Second, it assumes things not yet doable.
There’s an old cookbook with a recipe for rabbit stew that begins “First, shoot your rabbit.”
The recipe for capturing dust requires first capturing a rather large asteroid.
I’d guess that by the time we have done that, we’ll have other technology that may help actually solve the problem rather than just reducing one symptom while letting the other worsen.
SecularAnimist says
ClimateProgress has a good article today on the AGW-driven increase in extreme weather:
Thomas Lee Elifritz says
#338
At the risk of being repetitive, you too should try and familiarize yourself with Mottness and electronic and lattice frustration because Tom Murphy, while his goals and approach to the problems may be admirable, he doesn’t actually do ANY math on that blog. None at all, rendering his results useless. On the other hand the arxiv repository of condensed matter physics is rife with people who ‘do the math’ as well as ‘doing the experiments’ to verify the math, and if you follow it faithfully you might ‘see the light’.
Thomas Lee Elifritz says
it’d also result in cutting the yield of solar energy systems on the planet, making them less competitive
Mechanical solar L1 occultation scenarios involve extremely small, regional, transient, temporary and reversible attenuation of solar irradiance, which would be insignificant for solar energy systems that would be modeled and tested to high order before implemented. This is a radical solution to an extreme problem which would propel human progress into realms only previously dreamed of. It’s a direction, not a goal. The goal is to get people to think about these things, so that we have the time, the science and the technology to develop atmospheric drawdown and sequestration systems and indeed, the technology to eliminate fossil fuel combustion in the open atmosphere entirely. This technique is not a brute force method except for small scale experiments necessery for the models.
Hank Roberts says
> Mottness and electronic and lattice frustration
Wonderful in theory.
No hardware available.
Not even guidelines for home builders.
If you want to build it now, Tom Murphy’s approach — using off the shelf commercially avaliable parts — is the way to go.

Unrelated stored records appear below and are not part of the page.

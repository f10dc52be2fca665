//! The master's mutable job state.
//!
//! Phase, outstanding tasks, the worker list and both logs sit behind one lock.
//! Every durable write happens inside the same critical section as the
//! in-memory change it records, log first.

use std::collections::{BTreeSet, HashSet};
use std::path::Path;

use anyhow::Result;
use log::{debug, info};
use tokio::sync::Mutex;
use tokio_util::sync::CancellationToken;

use crate::log_store::{LogContents, TaskLog, WorkerLog};
use crate::{Job, Phase};

/// What recording a task completion did.
#[derive(Debug, Clone, Copy, PartialEq, Eq)]
pub(crate) enum Completion {
    /// Logged; `remaining` tasks of the phase are still outstanding.
    Recorded { remaining: usize },
    /// Logged, and it was the last outstanding task of the phase.
    PhaseDone,
    /// The task was already complete or belongs to another phase.
    Duplicate,
    /// The job is aborted; nothing was written.
    Aborted,
}

#[derive(Debug)]
struct Inner {
    phase: Phase,
    outstanding: BTreeSet<usize>,
    /// Every registration, in order, duplicates included.
    workers: Vec<String>,
    /// Addresses present in the worker log.
    logged_workers: HashSet<String>,
    task_log: TaskLog,
    worker_log: WorkerLog,
}

#[derive(Debug)]
pub(crate) struct MasterState {
    job: Job,
    abort: CancellationToken,
    inner: Mutex<Inner>,
}

impl MasterState {
    /// Fresh state at the start of the map phase. Nothing is written until the
    /// first phase change or recovery.
    pub fn new(job: Job, log_dir: &Path) -> Self {
        let outstanding = (0..job.ntasks(Phase::Map)).collect();
        Self {
            job,
            abort: CancellationToken::new(),
            inner: Mutex::new(Inner {
                phase: Phase::Map,
                outstanding,
                workers: Vec::new(),
                logged_workers: HashSet::new(),
                task_log: TaskLog::open(log_dir),
                worker_log: WorkerLog::open(log_dir),
            }),
        }
    }

    pub fn job(&self) -> &Job {
        &self.job
    }

    pub fn abort_token(&self) -> &CancellationToken {
        &self.abort
    }

    pub fn is_aborted(&self) -> bool {
        self.abort.is_cancelled()
    }

    pub fn abort(&self) {
        if !self.abort.is_cancelled() {
            info!("job {} aborted", self.job.name);
        }
        self.abort.cancel();
    }

    pub async fn phase(&self) -> Phase {
        self.inner.lock().await.phase
    }

    /// Outstanding indices of the current phase, ascending.
    pub async fn outstanding(&self) -> (Phase, Vec<usize>) {
        let inner = self.inner.lock().await;
        (inner.phase, inner.outstanding.iter().copied().collect())
    }

    /// Move to `phase`: rewrite the task log header and mark every task of the
    /// phase outstanding. Returns `false` without doing anything once aborted.
    pub async fn enter_phase(&self, phase: Phase) -> Result<bool> {
        let mut inner = self.inner.lock().await;
        if self.is_aborted() {
            return Ok(false);
        }
        inner.task_log.start_phase(&self.job.name, phase)?;
        inner.phase = phase;
        inner.outstanding = (0..self.job.ntasks(phase)).collect();
        debug!("job {} entered {} phase", self.job.name, phase);
        Ok(true)
    }

    /// Continue a recorded phase in which `completed` tasks already finished.
    pub async fn resume(&self, phase: Phase, completed: &BTreeSet<usize>) {
        let mut inner = self.inner.lock().await;
        inner.phase = phase;
        inner.outstanding = (0..self.job.ntasks(phase))
            .filter(|i| !completed.contains(i))
            .collect();
    }

    /// Durably record that task `index` of `phase` finished.
    pub async fn complete(&self, phase: Phase, index: usize) -> Result<Completion> {
        let mut inner = self.inner.lock().await;
        if self.is_aborted() {
            return Ok(Completion::Aborted);
        }
        if inner.phase != phase || !inner.outstanding.contains(&index) {
            return Ok(Completion::Duplicate);
        }
        inner.task_log.record(index)?;
        inner.outstanding.remove(&index);
        Ok(match inner.outstanding.len() {
            0 => Completion::PhaseDone,
            remaining => Completion::Recorded { remaining },
        })
    }

    /// Remember a registered worker; log it unless it is already logged.
    pub async fn add_worker(&self, worker: &str) -> Result<()> {
        let mut inner = self.inner.lock().await;
        inner.workers.push(worker.to_owned());
        if self.is_aborted() || inner.logged_workers.contains(worker) {
            return Ok(());
        }
        inner.worker_log.record(worker)?;
        inner.logged_workers.insert(worker.to_owned());
        Ok(())
    }

    /// Every registration so far, duplicates included.
    pub async fn workers(&self) -> Vec<String> {
        self.inner.lock().await.workers.clone()
    }

    pub async fn read_task_log(&self) -> Result<Option<LogContents>> {
        self.inner.lock().await.task_log.read()
    }

    pub async fn read_worker_log(&self) -> Result<Option<LogContents>> {
        self.inner.lock().await.worker_log.read()
    }

    /// Rewrite the worker log as the job header followed by `workers` and then
    /// anyone who registered in the meantime, each address once.
    pub async fn reset_worker_log(&self, workers: &[String]) -> Result<()> {
        let mut inner = self.inner.lock().await;
        if self.is_aborted() {
            return Ok(());
        }
        let mut logged = HashSet::new();
        let all: Vec<String> = workers
            .iter()
            .chain(inner.workers.iter())
            .filter(|w| logged.insert(w.to_string()))
            .cloned()
            .collect();
        inner.worker_log.reset(&self.job.name, &all)?;
        inner.logged_workers = logged;
        Ok(())
    }

    /// Drop both logs once the job is done. Kept when aborted so a restart can
    /// resume; returns whether they were deleted.
    pub async fn delete_logs(&self) -> Result<bool> {
        let inner = self.inner.lock().await;
        if self.is_aborted() {
            return Ok(false);
        }
        inner.task_log.delete()?;
        inner.worker_log.delete()?;
        Ok(true)
    }
}
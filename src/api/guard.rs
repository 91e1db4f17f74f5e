//! Access guard: one middleware, one declarative table.
//!
//! Protected path prefixes map to the roles allowed through. The guard
//! resolves the principal from the signed cookie (`access_token` for
//! users, `manager_access_token` for manager paths), re-checks that the
//! identity still exists in the store, and attaches it to the request.
//! Handlers pull it back out with [`CurrentUser`] / [`CurrentManager`];
//! if the guard never ran for a route that needs one, that surfaces as a
//! 500 `internal_misconfiguration`, not a silent pass.

use axum::{
    async_trait,
    body::Body,
    extract::{FromRequestParts, State},
    http::{request::Parts, Request},
    middleware::Next,
    response::Response,
};
use axum_extra::extract::cookie::CookieJar;
use std::sync::Arc;

use crate::api::auth::{decode_token, ACCESS_COOKIE, MANAGER_COOKIE};
use crate::api::error::ApiError;
use crate::store::{Manager, Role, User};
use crate::AppState;

/// Path prefix -> roles allowed through. First match wins; unlisted
/// paths are public.
const PROTECTED_PREFIXES: &[(&str, &[Role])] = &[
    ("/auth/me", &[Role::Customer, Role::Driver]),
    ("/users", &[Role::Customer, Role::Driver]),
    ("/customers", &[Role::Customer]),
    ("/drivers", &[Role::Driver]),
    ("/orders", &[Role::Customer]),
    ("/reviews", &[Role::Customer]),
];

/// Manager paths that must stay reachable without a token.
const MANAGER_PUBLIC: &[&str] = &["/manager/login", "/manager/logout"];

fn required_roles(path: &str) -> Option<&'static [Role]> {
    PROTECTED_PREFIXES
        .iter()
        .find(|(prefix, _)| path.starts_with(prefix))
        .map(|(_, roles)| *roles)
}

/// The single authorization middleware, layered over the whole router.
pub async fn access_guard(
    State(state): State<Arc<AppState>>,
    jar: CookieJar,
    mut request: Request<Body>,
    next: Next,
) -> Result<Response, ApiError> {
    let path = request.uri().path().to_string();

    if path.starts_with("/manager/") || path == "/manager" {
        if MANAGER_PUBLIC.contains(&path.as_str()) {
            return Ok(next.run(request).await);
        }
        let manager = resolve_manager(&state, &jar)?;
        request.extensions_mut().insert(manager);
        return Ok(next.run(request).await);
    }

    let Some(roles) = required_roles(&path) else {
        return Ok(next.run(request).await);
    };

    let user = resolve_user(&state, &jar)?;
    if !roles.contains(&user.role) {
        return Err(ApiError::forbidden("Insufficient permissions"));
    }
    request.extensions_mut().insert(user);
    Ok(next.run(request).await)
}

fn resolve_user(state: &AppState, jar: &CookieJar) -> Result<User, ApiError> {
    let token = jar
        .get(ACCESS_COOKIE)
        .map(|c| c.value().to_string())
        .ok_or_else(|| ApiError::unauthenticated("Not authenticated"))?;

    let user_id = decode_token(&state.config.auth.jwt_secret, &token)
        .ok_or_else(|| ApiError::unauthenticated("Not authenticated"))?;

    state
        .store
        .read(|db| db.users.iter().find(|u| u.id == user_id).cloned())
        .ok_or_else(|| ApiError::unauthenticated("User no longer exists"))
}

fn resolve_manager(state: &AppState, jar: &CookieJar) -> Result<Manager, ApiError> {
    let token = jar
        .get(MANAGER_COOKIE)
        .map(|c| c.value().to_string())
        .ok_or_else(|| ApiError::unauthenticated("Not authenticated"))?;

    let manager_id = decode_token(&state.config.auth.jwt_secret, &token)
        .ok_or_else(|| ApiError::unauthenticated("Not authenticated"))?;

    state
        .store
        .read(|db| db.managers.iter().find(|m| m.id == manager_id).cloned())
        .ok_or_else(|| ApiError::unauthenticated("Manager no longer exists"))
}

/// Extractor for the end-user principal the guard attached.
pub struct CurrentUser(pub User);

#[async_trait]
impl FromRequestParts<Arc<AppState>> for CurrentUser {
    type Rejection = ApiError;

    async fn from_request_parts(
        parts: &mut Parts,
        _state: &Arc<AppState>,
    ) -> Result<Self, Self::Rejection> {
        parts
            .extensions
            .get::<User>()
            .cloned()
            .map(CurrentUser)
            .ok_or_else(|| {
                ApiError::misconfiguration(
                    "Access guard did not attach a user principal; check the middleware order",
                )
            })
    }
}

/// Extractor for the manager principal the guard attached.
pub struct CurrentManager(pub Manager);

#[async_trait]
impl FromRequestParts<Arc<AppState>> for CurrentManager {
    type Rejection = ApiError;

    async fn from_request_parts(
        parts: &mut Parts,
        _state: &Arc<AppState>,
    ) -> Result<Self, Self::Rejection> {
        parts
            .extensions
            .get::<Manager>()
            .cloned()
            .map(CurrentManager)
            .ok_or_else(|| {
                ApiError::misconfiguration(
                    "Access guard did not attach a manager principal; check the middleware order",
                )
            })
    }
}

#[cfg(test)]
mod tests {
    use super::*;

    #[test]
    fn prefix_table_routes_roles() {
        assert_eq!(required_roles("/auth/me"), Some(&[Role::Customer, Role::Driver][..]));
        assert_eq!(required_roles("/customers/orders/current"), Some(&[Role::Customer][..]));
        assert_eq!(required_roles("/drivers/orders/available"), Some(&[Role::Driver][..]));
        assert_eq!(required_roles("/users/42"), Some(&[Role::Customer, Role::Driver][..]));
        assert_eq!(required_roles("/orders"), Some(&[Role::Customer][..]));
    }

    #[test]
    fn public_paths_have_no_required_roles() {
        assert_eq!(required_roles("/auth/login"), None);
        assert_eq!(required_roles("/auth/register/customer"), None);
        assert_eq!(required_roles("/auth/driver-applications"), None);
        assert_eq!(required_roles("/health"), None);
    }
}
use anyhow::Result;
use clap::Parser;
use std::path::PathBuf;
use std::sync::Arc;
use tracing_subscriber::{layer::SubscriberExt, util::SubscriberInitExt};

use hailr::config::Config;
use hailr::store::Store;
use hailr::AppState;

#[derive(Parser, Debug)]
#[command(name = "hailr")]
#[command(author, version, about = "A lightweight ride-hailing API server", long_about = None)]
struct Cli {
    /// Path to configuration file
    #[arg(short, long, default_value = "hailr.toml")]
    config: PathBuf,

    /// Override log level
    #[arg(short, long)]
    log_level: Option<String>,
}

#[tokio::main]
async fn main() -> Result<()> {
    let cli = Cli::parse();

    let config = Config::load(&cli.config)?;

    let log_level = cli
        .log_level
        .as_ref()
        .unwrap_or(&config.logging.level)
        .clone();

    tracing_subscriber::registry()
        .with(
            tracing_subscriber::EnvFilter::try_from_default_env()
                .unwrap_or_else(|_| tracing_subscriber::EnvFilter::new(&log_level)),
        )
        .with(tracing_subscriber::fmt::layer())
        .init();

    tracing::info!("Starting hailr v{}", env!("CARGO_PKG_VERSION"));

    let store = Store::open(&config.store.path)?;
    let state = Arc::new(AppState::new(config.clone(), store));

    hailr::api::seed_default_manager(&state)?;

    let app = hailr::api::create_router(state);

    let addr = format!("{}:{}", config.server.host, config.server.port);
    let listener = tokio::net::TcpListener::bind(&addr).await?;
    tracing::info!("API server listening on http://{}", addr);

    axum::serve(listener, app)
        .with_graceful_shutdown(shutdown_signal())
        .await?;

    tracing::info!("Server stopped");
    Ok(())
}

async fn shutdown_signal() {
    let ctrl_c = async {
        tokio::signal::ctrl_c()
            .await
            .expect("Failed to install Ctrl+C handler");
    };

    #[cfg(unix)]
    let terminate = async {
        tokio::signal::unix::signal(tokio::signal::unix::SignalKind::terminate())
            .expect("Failed to install signal handler")
            .recv()
            .await;
    };

    #[cfg(not(unix))]
    let terminate = std::future::pending::<()>();

    tokio::select! {
        _ = ctrl_c => {},
        _ = terminate => {},
    }

    tracing::info!("Shutdown signal received");
}
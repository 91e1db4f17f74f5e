//! Visibility filter: who may see whose profile, and in what shape.
//!
//! User records are never exposed raw (they carry password hashes). The
//! two public-profile views below are gated on an order linking the
//! requester to the subject:
//!
//! - customer -> driver: any linking order not canceled by the customer,
//!   so the profile stays visible through the ride and its history;
//! - driver -> customer: only a linking order still in flight. Once the
//!   ride finishes the driver loses access to the customer's contacts.

use serde::Serialize;

use crate::store::{Car, ComfortLevel, Database, OrderStatus, Role};

#[derive(Debug, PartialEq, Eq, thiserror::Error)]
pub enum VisibilityError {
    #[error("access denied")]
    Forbidden,
    #[error("profile not found")]
    NotFound,
}

/// Driver profile as a customer may see it.
#[derive(Debug, PartialEq, Serialize)]
#[serde(rename_all = "camelCase")]
pub struct DriverPublicProfile {
    pub id: String,
    pub name: String,
    pub phone: String,
    pub comfort_level: Option<ComfortLevel>,
    pub car: Option<Car>,
}

/// Customer profile as a driver may see it.
#[derive(Debug, PartialEq, Serialize)]
#[serde(rename_all = "camelCase")]
pub struct CustomerPublicProfile {
    pub id: String,
    pub name: String,
    pub phone: String,
}

/// Driver public profile for `customer_id`, gated on a linking order with
/// status other than `canceled_by_customer`. `driver_user_id` is the
/// driver's user id.
pub fn driver_public_profile(
    db: &Database,
    customer_id: &str,
    driver_user_id: &str,
) -> Result<DriverPublicProfile, VisibilityError> {
    let linked = db.orders.iter().any(|o| {
        o.customer_id == customer_id
            && o.driver_id.as_deref() == Some(driver_user_id)
            && o.status != OrderStatus::CanceledByCustomer
    });
    if !linked {
        return Err(VisibilityError::Forbidden);
    }

    let user = db
        .users
        .iter()
        .find(|u| u.id == driver_user_id && u.role == Role::Driver)
        .ok_or(VisibilityError::NotFound)?;
    let profile = db.drivers.iter().find(|d| d.user_id == driver_user_id);

    Ok(DriverPublicProfile {
        id: user.id.clone(),
        name: user.name.clone(),
        phone: user.phone.clone(),
        comfort_level: profile.and_then(|d| d.comfort_level),
        car: profile.and_then(|d| d.car.clone()),
    })
}

/// Customer public profile for the driver with user id `driver_user_id`,
/// gated on a linking order that is not yet terminal.
pub fn customer_public_profile(
    db: &Database,
    driver_user_id: &str,
    customer_id: &str,
) -> Result<CustomerPublicProfile, VisibilityError> {
    let linked = db.orders.iter().any(|o| {
        o.driver_id.as_deref() == Some(driver_user_id)
            && o.customer_id == customer_id
            && !o.status.is_terminal()
    });
    if !linked {
        return Err(VisibilityError::Forbidden);
    }

    let user = db
        .users
        .iter()
        .find(|u| u.id == customer_id)
        .ok_or(VisibilityError::NotFound)?;

    Ok(CustomerPublicProfile {
        id: user.id.clone(),
        name: user.name.clone(),
        phone: user.phone.clone(),
    })
}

If you want to install what might be the best theoretically possible, wait for the “Mottness and electronic and lattice frustration” documentation to improve a bit.
Jim Larsen says
327 SecularA,
Um, you suggested and I accepted your invitation to take the discussion elsewhere, yet you responded here with more than “Let’s go to site X”. Why?
If a product currently costs $10 and will cost $5 next year, but will produce $20 in value over the next year, then waiting a year is unwise. If you can’t take that logic and apply it to various industries, then, well, that means you ain’t even interested in a discussion.
331 Dan H,
I’m waiting for SecularA to pick a venue. Once he does, I’ll be happy to comment.
Thomas Lee Elifritz says
Wonderful in theory.
And in experiment as well, from my reading and participation in them.
I prefer Elon Musk’s approach – vertical integration and in house design and manufacture. That seems to be working out well enough for him. If you want to build it yourself you can do that already with just some concrete and polystyrene foam, and a couple of computer fans, some LEDs, a lead acid battery and a small silicon solar panel. The problem is that very few people are willing to do those kinds of things and the people who are certainly aren’t getting their information from Tom Murphy’s blog.
We live in an industrial scale world now, Hank, we need industrial scale solutions. Local solutions are already available to everybody who cares.